Depois de Aftersun, abortei a “missão Oscar 2023” e só queria um filme leve ou algum filme do Paul Thomas Anderson para baixar um pouco a minha dívida. Com Licorice pizza, uni o útil ao agradável, e o filme concorreu a grandes prêmios do Oscar no ano passado: melhor filme, direção e roteiro original.

Califórnia, anos 70, muito sol e jovens aspirantes a artistas. É nesse cenário e contexto que Gary, interpretado por Cooper Hoffman, perdidamente se apaixona por Alana (Alana Haim), fotógrafa do anuário da escola em que estuda. E é ela quem impõe o distanciamento claro da idade. Alana passa o filme inteiro dizendo: “eu sou uma mulher adulta, você é de menor”. O cartaz do filme é autoexplicativo: Alana tem Gary na palma da mão, comendo em sua mão.

O grande amor da minha vida foi um rapaz quatro anos mais novo. A pouca diferença parecia imensa porque o choque de gerações era uma coisa que eu sentia muito. Mais de uma vez ele disse que devia ser legal a sensação de ir numa loja de discos ou numa locadora. Nunca me senti tão velha, a pessoa que viveu os últimos respiros de um mundo analógico e ainda se bate, de vez em quando, nessa transição para o digital. Hoje, inconformada com a inteligência artificial ameaçando nossos empregos, nossa forma de fazer arte e, muito em breve, nos substituindo em praticamente tudo -, pensar em diferença de idade é o menor dos meus problemas.

Mas entendo Alana. E entendo que, fingindo ignorar as lisonjas de Gary, ela cada vez mais se apegue a ele, nem consegue ficar longe. Alana vive com Gary para cima e para baixo. E quem os acompanha? A turma de Gary, composta por seu irmão mais novo e seus amigos. E lá está Alana, se deixando levar pelas ideias mirabolantes de Gary: seja como atriz ou sócia do amigo na venda de colchões d’água.

Mas quando Gary se envolve com uma garota de sua idade, Alana só falta morrer de ciúmes.
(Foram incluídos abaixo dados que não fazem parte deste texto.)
//! Instruction simplification
//!
//! Folds operators over constant operands and rewrites instructions whose
//! result is already known from operand types (`ThrowIfEmpty` of a value
//! that cannot be empty, `AsNumeric` of a number, single-source phis).

use super::{for_each_function, OptPass};
use crate::compiler::ir::{
    BinaryOp, IrConstant, IrFunction, IrInstr, IrModule, IrType, Register, RegisterId, UnaryOp,
};
use rustc_hash::FxHashMap;

pub struct InstSimplify;

impl OptPass for InstSimplify {
    fn name(&self) -> &str {
        "InstSimplify"
    }

    fn run(&self, module: &mut IrModule) -> bool {
        for_each_function(module, simplify_function)
    }
}

/// Registers are assigned once, so a constant seen in a dominating position
/// holds for every later use. Walking in reverse postorder visits
/// definitions before uses outside of phis.
fn simplify_function(func: &mut IrFunction) -> bool {
    let mut constants: FxHashMap<RegisterId, IrConstant> = FxHashMap::default();
    let mut changed = false;
    for id in func.reverse_postorder() {
        let Some(block) = func.get_block_mut(id) else {
            continue;
        };
        for instr in &mut block.instructions {
            if let Some(replacement) = simplify_instr(instr, &constants) {
                *instr = replacement;
                changed = true;
            }
            match instr {
                IrInstr::Const { dest, value } => {
                    constants.insert(dest.id, value.clone());
                }
                IrInstr::Move { dest, src } => {
                    if let Some(c) = constants.get(&src.id).cloned() {
                        constants.insert(dest.id, c);
                    }
                }
                _ => {}
            }
        }
        // A folded phi may now sit in front of another phi
        if block.instructions.iter().skip_while(|i| i.is_phi()).any(|i| i.is_phi()) {
            let (phis, rest): (Vec<IrInstr>, Vec<IrInstr>) =
                std::mem::take(&mut block.instructions).into_iter().partition(|i| i.is_phi());
            block.instructions = phis;
            block.instructions.extend(rest);
        }
    }
    changed
}

fn simplify_instr(instr: &IrInstr, constants: &FxHashMap<RegisterId, IrConstant>) -> Option<IrInstr> {
    let constant = |reg: &Register| constants.get(&reg.id);
    let fold = |mut dest: Register, value: IrConstant| {
        dest.ty = value.ty();
        IrInstr::Const { dest, value }
    };

    match instr {
        IrInstr::BinaryOp {
            dest,
            op,
            left,
            right,
        } => {
            if let (Some(l), Some(r)) = (constant(left), constant(right)) {
                return eval_binary(*op, l, r).map(|value| fold(*dest, value));
            }
            // Identities that hold for every number, including -0 and NaN
            let is_num = |c: Option<&IrConstant>, n: f64| matches!(c, Some(IrConstant::Number(v)) if *v == n);
            match op {
                BinaryOp::Mul if left.ty.is_number() && is_num(constant(right), 1.0) => {
                    Some(IrInstr::Move { dest: *dest, src: *left })
                }
                BinaryOp::Mul if right.ty.is_number() && is_num(constant(left), 1.0) => {
                    Some(IrInstr::Move { dest: *dest, src: *right })
                }
                BinaryOp::Sub if left.ty.is_number() && is_num(constant(right), 0.0) => {
                    let zero_is_positive =
                        matches!(constant(right), Some(IrConstant::Number(v)) if v.is_sign_positive());
                    zero_is_positive.then(|| IrInstr::Move { dest: *dest, src: *left })
                }
                BinaryOp::StrictEq | BinaryOp::StrictNotEq
                    if left == right && !left.ty.can_be(IrType::NUMBER) =>
                {
                    Some(fold(*dest, IrConstant::Bool(*op == BinaryOp::StrictEq)))
                }
                _ => None,
            }
        }
        IrInstr::UnaryOp { dest, op, operand } => {
            if let Some(c) = constant(operand) {
                return eval_unary(*op, c).map(|value| fold(*dest, value));
            }
            match op {
                UnaryOp::Void => Some(fold(*dest, IrConstant::Undefined)),
                UnaryOp::Plus if operand.ty.is_number() => Some(IrInstr::Move {
                    dest: *dest,
                    src: *operand,
                }),
                UnaryOp::Typeof => type_of_type(operand.ty).map(|s| fold(*dest, IrConstant::String(s.to_string()))),
                _ => None,
            }
        }
        IrInstr::AsNumeric { dest, value } => {
            if let Some(n) = constant(value).and_then(IrConstant::to_number) {
                return Some(fold(*dest, IrConstant::Number(n)));
            }
            value.ty.is_number().then(|| IrInstr::Move {
                dest: *dest,
                src: *value,
            })
        }
        IrInstr::ThrowIfEmpty { dest, value } => {
            let known_full = match constant(value) {
                Some(c) => *c != IrConstant::Empty,
                None => !value.ty.can_be(IrType::EMPTY),
            };
            known_full.then(|| IrInstr::Move {
                dest: *dest,
                src: *value,
            })
        }
        IrInstr::Move { dest, src } => constant(src).map(|c| fold(*dest, c.clone())),
        IrInstr::Phi { dest, sources } => {
            let (_, first) = sources.first()?;
            if sources.iter().all(|(_, r)| r == first) && first != dest {
                return Some(IrInstr::Move {
                    dest: *dest,
                    src: *first,
                });
            }
            let value = constant(first)?;
            sources
                .iter()
                .all(|(_, r)| constant(r) == Some(value))
                .then(|| fold(*dest, value.clone()))
        }
        _ => None,
    }
}

/// `typeof` result when the operand type pins it down
fn type_of_type(ty: IrType) -> Option<&'static str> {
    if !ty.is_single() {
        return None;
    }
    match ty {
        IrType::UNDEFINED => Some("undefined"),
        IrType::NULL => Some("object"),
        IrType::BOOLEAN => Some("boolean"),
        IrType::NUMBER => Some("number"),
        IrType::STRING => Some("string"),
        // Objects may be functions
        _ => None,
    }
}

// ============================================================================
// Evaluation
// ============================================================================

pub(crate) fn to_int32(n: f64) -> i32 {
    if !n.is_finite() {
        return 0;
    }
    let m = n.trunc().rem_euclid(4294967296.0);
    if m >= 2147483648.0 {
        (m - 4294967296.0) as i32
    } else {
        m as i32
    }
}

pub(crate) fn to_uint32(n: f64) -> u32 {
    to_int32(n) as u32
}

fn strict_equals(l: &IrConstant, r: &IrConstant) -> bool {
    match (l, r) {
        (IrConstant::Number(a), IrConstant::Number(b)) => a == b,
        (IrConstant::String(a), IrConstant::String(b)) => a == b,
        (IrConstant::Bool(a), IrConstant::Bool(b)) => a == b,
        (IrConstant::Undefined, IrConstant::Undefined) | (IrConstant::Null, IrConstant::Null) => true,
        _ => false,
    }
}

fn loose_equals(l: &IrConstant, r: &IrConstant) -> Option<bool> {
    use IrConstant::*;
    Some(match (l, r) {
        (Empty, _) | (_, Empty) => return None,
        (Undefined | Null, Undefined | Null) => true,
        (Undefined | Null, _) | (_, Undefined | Null) => false,
        (Number(_), String(_)) | (String(_), Number(_)) | (Bool(_), _) | (_, Bool(_)) => {
            l.to_number()? == r.to_number()?
        }
        _ => strict_equals(l, r),
    })
}

/// Abstract relational comparison; `None` when either side is NaN
fn compare(l: &IrConstant, r: &IrConstant) -> Option<Option<std::cmp::Ordering>> {
    if let (IrConstant::String(a), IrConstant::String(b)) = (l, r) {
        return Some(Some(a.encode_utf16().cmp(b.encode_utf16())));
    }
    let a = l.to_number()?;
    let b = r.to_number()?;
    Some(a.partial_cmp(&b))
}

fn number_pow(base: f64, exp: f64) -> f64 {
    if exp.is_nan() || (base.abs() == 1.0 && exp.is_infinite()) {
        f64::NAN
    } else {
        base.powf(exp)
    }
}

pub(crate) fn eval_binary(op: BinaryOp, l: &IrConstant, r: &IrConstant) -> Option<IrConstant> {
    use std::cmp::Ordering;
    if *l == IrConstant::Empty || *r == IrConstant::Empty {
        return None;
    }
    let nums = || Some((l.to_number()?, r.to_number()?));
    let value = match op {
        BinaryOp::Add => {
            if matches!(l, IrConstant::String(_)) || matches!(r, IrConstant::String(_)) {
                IrConstant::String(format!("{}{}", l.to_js_string()?, r.to_js_string()?))
            } else {
                let (a, b) = nums()?;
                IrConstant::Number(a + b)
            }
        }
        BinaryOp::Sub => nums().map(|(a, b)| IrConstant::Number(a - b))?,
        BinaryOp::Mul => nums().map(|(a, b)| IrConstant::Number(a * b))?,
        BinaryOp::Div => nums().map(|(a, b)| IrConstant::Number(a / b))?,
        BinaryOp::Mod => nums().map(|(a, b)| IrConstant::Number(a % b))?,
        BinaryOp::Exp => nums().map(|(a, b)| IrConstant::Number(number_pow(a, b)))?,
        BinaryOp::StrictEq => IrConstant::Bool(strict_equals(l, r)),
        BinaryOp::StrictNotEq => IrConstant::Bool(!strict_equals(l, r)),
        BinaryOp::Eq => IrConstant::Bool(loose_equals(l, r)?),
        BinaryOp::NotEq => IrConstant::Bool(!loose_equals(l, r)?),
        BinaryOp::Lt => IrConstant::Bool(compare(l, r)? == Some(Ordering::Less)),
        BinaryOp::Gt => IrConstant::Bool(compare(l, r)? == Some(Ordering::Greater)),
        BinaryOp::LtEq => IrConstant::Bool(matches!(compare(l, r)?, Some(Ordering::Less | Ordering::Equal))),
        BinaryOp::GtEq => {
            IrConstant::Bool(matches!(compare(l, r)?, Some(Ordering::Greater | Ordering::Equal)))
        }
        BinaryOp::BitAnd => nums().map(|(a, b)| IrConstant::Number((to_int32(a) & to_int32(b)) as f64))?,
        BinaryOp::BitOr => nums().map(|(a, b)| IrConstant::Number((to_int32(a) | to_int32(b)) as f64))?,
        BinaryOp::BitXor => nums().map(|(a, b)| IrConstant::Number((to_int32(a) ^ to_int32(b)) as f64))?,
        BinaryOp::Shl => {
            nums().map(|(a, b)| IrConstant::Number(to_int32(a).wrapping_shl(to_uint32(b) & 31) as f64))?
        }
        BinaryOp::Shr => {
            nums().map(|(a, b)| IrConstant::Number(to_int32(a).wrapping_shr(to_uint32(b) & 31) as f64))?
        }
        BinaryOp::UShr => {
            nums().map(|(a, b)| IrConstant::Number(to_uint32(a).wrapping_shr(to_uint32(b) & 31) as f64))?
        }
        BinaryOp::In | BinaryOp::InstanceOf => return None,
    };
    Some(value)
}

pub(crate) fn eval_unary(op: UnaryOp, c: &IrConstant) -> Option<IrConstant> {
    if *c == IrConstant::Empty {
        return None;
    }
    let value = match op {
        UnaryOp::Neg => IrConstant::Number(-c.to_number()?),
        UnaryOp::Plus => IrConstant::Number(c.to_number()?),
        UnaryOp::Not => IrConstant::Bool(!c.is_truthy()),
        UnaryOp::BitNot => IrConstant::Number(!to_int32(c.to_number()?) as f64),
        UnaryOp::Typeof => IrConstant::String(c.type_of()?.to_string()),
        UnaryOp::Void => IrConstant::Undefined,
        UnaryOp::Inc => IrConstant::Number(c.to_number()? + 1.0),
        UnaryOp::Dec => IrConstant::Number(c.to_number()? - 1.0),
    };
    Some(value)
}
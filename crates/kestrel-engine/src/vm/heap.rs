//! Object heap
//!
//! Objects live in an arena addressed by `ObjectId`. Collection is not
//! implemented here; the heap exposes the interface a collector hooks into:
//! allocation, the write barrier taken on every pointer store into an
//! object, and scoped marker regions holding temporary handles.

use super::class::ClassId;
use super::runtime::Runtime;
use super::value::Value;
use super::VmResult;
use std::cell::RefCell;
use std::fmt;
use std::rc::Rc;

#[derive(Debug, Clone, Copy, PartialEq, Eq, Hash, PartialOrd, Ord)]
pub struct ObjectId(pub u32);

impl fmt::Display for ObjectId {
    fn fmt(&self, f: &mut fmt::Formatter<'_>) -> fmt::Result {
        write!(f, "obj{}", self.0)
    }
}

/// Host function: (runtime, this, arguments) -> result
pub type NativeFn = fn(&mut Runtime, &Value, &[Value]) -> VmResult<Value>;

/// A frame's argument vector, shared with a sloppy `arguments` object
pub type ArgumentVector = Rc<RefCell<Vec<Value>>>;

#[derive(Debug, Clone, Copy, PartialEq, Eq)]
pub enum GeneratorState {
    SuspendedStart,
    SuspendedYield,
    Executing,
    Completed,
}

/// Storage behind an `arguments` object
#[derive(Debug, Clone)]
pub enum ArgumentsStorage {
    /// Strict code: a snapshot taken at creation
    Unmapped(Vec<Value>),
    /// Sloppy code: indices alias the frame's argument vector
    Mapped(ArgumentVector),
}

/// What an object is beyond its named properties
#[derive(Clone)]
pub enum ObjectKind {
    Ordinary,
    /// Regular array; holes are `Value::Empty`
    Array(Vec<Value>),
    /// Array whose indexed accesses are bounds checked and never grow it
    /// implicitly
    FastArray(Vec<Value>),
    Function { native: NativeFn, constructor: bool },
    Arguments(ArgumentsStorage),
    Proxy { target: ObjectId, handler: ObjectId },
    /// Getter/setter pair stored in an accessor property's slot
    Accessor { getter: Option<ObjectId>, setter: Option<ObjectId> },
    Generator { state: GeneratorState, delegated: bool },
}

impl fmt::Debug for ObjectKind {
    fn fmt(&self, f: &mut fmt::Formatter<'_>) -> fmt::Result {
        match self {
            ObjectKind::Ordinary => write!(f, "Ordinary"),
            ObjectKind::Array(elements) => write!(f, "Array({})", elements.len()),
            ObjectKind::FastArray(elements) => write!(f, "FastArray({})", elements.len()),
            ObjectKind::Function { constructor, .. } => write!(f, "Function {{ constructor: {} }}", constructor),
            ObjectKind::Arguments(storage) => write!(f, "Arguments({:?})", storage),
            ObjectKind::Proxy { target, handler } => write!(f, "Proxy {{ target: {}, handler: {} }}", target, handler),
            ObjectKind::Accessor { getter, setter } => {
                write!(f, "Accessor {{ getter: {:?}, setter: {:?} }}", getter, setter)
            }
            ObjectKind::Generator { state, delegated } => {
                write!(f, "Generator {{ state: {:?}, delegated: {} }}", state, delegated)
            }
        }
    }
}

#[derive(Debug, Clone)]
pub struct JsObject {
    pub class: ClassId,
    /// Prototype
    pub parent: Option<ObjectId>,
    /// Named property values, indexed by the class's slot numbers
    pub slots: Vec<Value>,
    pub kind: ObjectKind,
    pub extensible: bool,
    /// Indexed elements reject writes
    pub frozen_elements: bool,
}

impl JsObject {
    pub fn new(class: ClassId, parent: Option<ObjectId>, kind: ObjectKind) -> Self {
        Self {
            class,
            parent,
            slots: Vec::new(),
            kind,
            extensible: true,
            frozen_elements: false,
        }
    }

    pub fn is_callable(&self) -> bool {
        matches!(self.kind, ObjectKind::Function { .. })
    }

    pub fn is_proxy(&self) -> bool {
        matches!(self.kind, ObjectKind::Proxy { .. })
    }

    /// Read a slot; slots past the end read as undefined
    pub fn slot(&self, slot: u32) -> Value {
        self.slots.get(slot as usize).cloned().unwrap_or(Value::Undefined)
    }

    pub fn set_slot(&mut self, slot: u32, value: Value) {
        let index = slot as usize;
        if index >= self.slots.len() {
            self.slots.resize(index + 1, Value::Undefined);
        }
        self.slots[index] = value;
    }
}

/// Marker for a region of temporary handles
///
/// Handles pushed after `open_scope` stay rooted until the matching
/// `close_scope`. Scopes must be closed in LIFO order.
#[derive(Debug)]
#[must_use]
pub struct GcScope {
    marker: usize,
}

#[derive(Debug, Default)]
pub struct Heap {
    objects: Vec<JsObject>,
    handles: Vec<Value>,
    barrier_count: u64,
}

impl Heap {
    pub fn new() -> Self {
        Self::default()
    }

    pub fn alloc(&mut self, object: JsObject) -> ObjectId {
        let id = ObjectId(self.objects.len() as u32);
        self.objects.push(object);
        id
    }

    pub fn get(&self, id: ObjectId) -> &JsObject {
        &self.objects[id.0 as usize]
    }

    pub fn get_mut(&mut self, id: ObjectId) -> &mut JsObject {
        &mut self.objects[id.0 as usize]
    }

    /// Record a store of `value` into `owner`
    pub fn write_barrier(&mut self, owner: ObjectId, value: &Value) {
        debug_assert!((owner.0 as usize) < self.objects.len());
        if value.is_object() {
            self.barrier_count += 1;
        }
    }

    /// Number of pointer stores seen by the write barrier
    pub fn barrier_count(&self) -> u64 {
        self.barrier_count
    }

    pub fn open_scope(&self) -> GcScope {
        GcScope {
            marker: self.handles.len(),
        }
    }

    /// Root a value until the innermost open scope closes
    pub fn push_handle(&mut self, value: Value) {
        if value.is_object() {
            self.handles.push(value);
        }
    }

    pub fn close_scope(&mut self, scope: GcScope) {
        debug_assert!(scope.marker <= self.handles.len(), "GC scopes closed out of order");
        self.handles.truncate(scope.marker);
    }

    pub fn handle_count(&self) -> usize {
        self.handles.len()
    }

    pub fn len(&self) -> usize {
        self.objects.len()
    }

    pub fn is_empty(&self) -> bool {
        self.objects.is_empty()
    }
}
/// The definitions of one property name within an object literal
#[derive(Debug, Clone, Copy)]
struct PropInfo {
    is_accessor: bool,
    state: PropState,
    /// Index of the definition that wins
    value_index: usize,
    getter_index: Option<usize>,
    setter_index: Option<usize>,
}

impl PropInfo {
    fn new(index: usize) -> Self {
        Self {
            is_accessor: false,
            state: PropState::None,
            value_index: index,
            getter_index: None,
            setter_index: None,
        }
    }

    fn set_value(&mut self, index: usize) {
        self.is_accessor = false;
        self.value_index = index;
        self.getter_index = None;
        self.setter_index = None;
    }

    fn set_getter(&mut self, index: usize) {
        if !self.is_accessor {
            self.setter_index = None;
            self.is_accessor = true;
        }
        self.getter_index = Some(index);
        self.value_index = index;
    }

    fn set_setter(&mut self, index: usize) {
        if !self.is_accessor {
            self.getter_index = None;
            self.is_accessor = true;
        }
        self.setter_index = Some(index);
        self.value_index = index;
    }
}

/// `__proto__: value` in an object literal sets the prototype
fn is_proto_property(prop: &Property) -> bool {
    prop.kind == PropertyKind::Init
        && !prop.method
        && !prop.shorthand
        && prop.key.static_name().as_deref() == Some("__proto__")
}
E também como vingança, ela cai nos braços de homens mais velhos, como por exemplo William Holden, um dos atores campeões de bilheteria na década de 50, aqui vivido por Sean Penn — um personagem maravilhoso que só fala sobre o próprio passado no que parece um roteiro tão improvisado quanto incompreensível. Tom Waits e até o pai de Leonardo DiCaprio também estão em Licorice pizza — mas não interpretam a si mesmos.

Embora Licorice pizza seja linear, além da história de amor cheia de desvios e muita comicidade, o filme não tem o propósito de apresentar uma grande narrativa principal em torno do casal protagonista. São crônicas sobre um amor, enquanto esse amor não se estabelece. São os desencontros provocados por eles mesmos e o quanto podem se machucar, quase como se fosse uma competição. Ninguém vence, competir cansa. Bandeira branca, amor.

Mesmo assim, essa aparente falta de foco traz cenas memoráveis, é o tipo de filme que vamos comentar por muitos anos por causa de determinadas cenas — como quando Alana dirige em marcha-ré um caminhão cheio de adolescentes e colchões d’água, após ter destruído a casa de Jon Peters (Bradley Cooper) e abandoná-lo no posto de gasolina, no meio da crise de petróleo daquela época. E talvez nem seja essa a sequência mais interessante — o melhor está no final, também.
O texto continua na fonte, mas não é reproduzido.